- Task instructions -
Lines in the listing below that hold "writeln" are the ones to copy.
BEGIN Input records
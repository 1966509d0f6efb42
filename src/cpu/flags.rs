use bitflags::bitflags;

bitflags! {
    /* https://www.nesdev.org/wiki/Status_flags
            7  bit  0
        ---- ----
        NV1B DIZC
        |||| ||||
        |||| |||+- Carry
        |||| ||+-- Zero
        |||| |+--- Interrupt Disable
        |||| +---- Decimal
        |||+------ (No CPU effect; see: the B flag)
        ||+------- (No CPU effect; always pushed as 1)
        |+-------- Overflow
        +--------- Negative
     */
    #[derive(Debug, Copy, Clone, PartialEq, Eq, Hash)]
    pub struct Flags: u8 {
        const CARRY             = 1<<0;
        const ZERO              = 1<<1;
        const INTERRUPT_DISABLE = 1<<2;
        const DECIMAL_MODE      = 1<<3;
        const BREAK             = 1<<4;
        const UNUSED            = 1<<5;
        const OVERFLOW          = 1<<6;
        const NEGATIVE          = 1<<7;
    }
}

impl Flags {
    /// Status register bits from bit 7 down to bit 0, with their chart letter
    pub const BY_BIT: [(Flags, char); 8] = [
        (Flags::NEGATIVE, 'N'),
        (Flags::OVERFLOW, 'V'),
        (Flags::UNUSED, '-'),
        (Flags::BREAK, 'B'),
        (Flags::DECIMAL_MODE, 'D'),
        (Flags::INTERRUPT_DISABLE, 'I'),
        (Flags::ZERO, 'Z'),
        (Flags::CARRY, 'C'),
    ];

    /// Renders the set as eight letters, upper case for members, lower case otherwise
    pub fn letters(&self) -> String {
        Flags::BY_BIT
            .iter()
            .map(|(flag, letter)| {
                if self.contains(*flag) {
                    *letter
                } else {
                    letter.to_ascii_lowercase()
                }
            })
            .collect()
    }
}

/// How a single instruction treats each status flag.
///
/// A flag belongs to at most one of the three sets.
#[derive(Debug, Copy, Clone, PartialEq, Eq, Hash)]
pub struct FlagEffects {
    /// Unconditionally cleared
    pub cleared: Flags,
    /// Unconditionally set
    pub set: Flags,
    /// Computed from the result
    pub modified: Flags,
}

impl FlagEffects {
    pub const NONE: FlagEffects = FlagEffects::new(Flags::empty(), Flags::empty(), Flags::empty());

    pub const fn new(cleared: Flags, set: Flags, modified: Flags) -> Self {
        assert!(
            cleared.bits() & set.bits() == 0,
            "a flag cannot be both cleared and set"
        );
        assert!(
            cleared.bits() & modified.bits() == 0,
            "a flag cannot be both cleared and modified"
        );
        assert!(
            set.bits() & modified.bits() == 0,
            "a flag cannot be both set and modified"
        );
        Self {
            cleared,
            set,
            modified,
        }
    }

    pub const fn clears(flags: Flags) -> Self {
        FlagEffects::new(flags, Flags::empty(), Flags::empty())
    }

    pub const fn sets(flags: Flags) -> Self {
        FlagEffects::new(Flags::empty(), flags, Flags::empty())
    }

    pub const fn modifies(flags: Flags) -> Self {
        FlagEffects::new(Flags::empty(), Flags::empty(), flags)
    }

    /// Every flag the instruction touches in any way
    pub const fn affected(&self) -> Flags {
        self.cleared.union(self.set).union(self.modified)
    }

    pub fn is_none(&self) -> bool {
        self.affected().is_empty()
    }
}
use thiserror::Error;

#[derive(Debug, Error)]
pub enum ChartError {
    #[error("Failed to write chart: {0}")]
    Io(#[from] std::io::Error),
}
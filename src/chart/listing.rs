use super::Chart;
use crate::trace::Traceable;
use std::io::{self, Write};

pub(super) fn write_listing<W: Write>(chart: &Chart, out: &mut W) -> io::Result<()> {
    for (code, cell) in chart.cells() {
        match cell.ok().and_then(|dis| dis.trace_state()) {
            Some(line) => writeln!(out, "{}", line)?,
            None => writeln!(out, "${:02X} ---", code)?,
        }
    }
    Ok(())
}
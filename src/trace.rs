use crate::cpu::decoder::Disassembly;
use crate::cpu::opcodes::Opcode;

pub trait Traceable {
    /// Return a short type label (e.g., "OPC", "DIS")
    fn trace_name(&self) -> &'static str;

    /// State string (whatever details matter for this component)
    fn trace_state(&self) -> Option<String>;

    fn trace(&self) -> Option<String> {
        self.trace_state()
            .map(|state| format!("{} {}", self.trace_name(), state))
    }
}

impl Traceable for Opcode {
    fn trace_name(&self) -> &'static str {
        "OPC"
    }
    fn trace_state(&self) -> Option<String> {
        Some(format!(
            "${:02X} {} {:?} size={} cycles={} P={}",
            self.code,
            self.name,
            self.mode,
            self.size,
            self.timing,
            self.flags.affected().letters()
        ))
    }
}

impl Traceable for Disassembly {
    fn trace_name(&self) -> &'static str {
        "DIS"
    }
    fn trace_state(&self) -> Option<String> {
        Some(format!(
            "${:02X} {:<13} {:<10} size={} cycles={:<3} P={}",
            self.opcode,
            self.text(),
            self.mode.chart_name(),
            self.size,
            self.timing.to_string(),
            self.flags.affected().letters()
        ))
    }
}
END Input records
- Solution -
            Some(line) => writeln!(out, "{}", line)?,
            None => writeln!(out, "${:02X} ---", code)?,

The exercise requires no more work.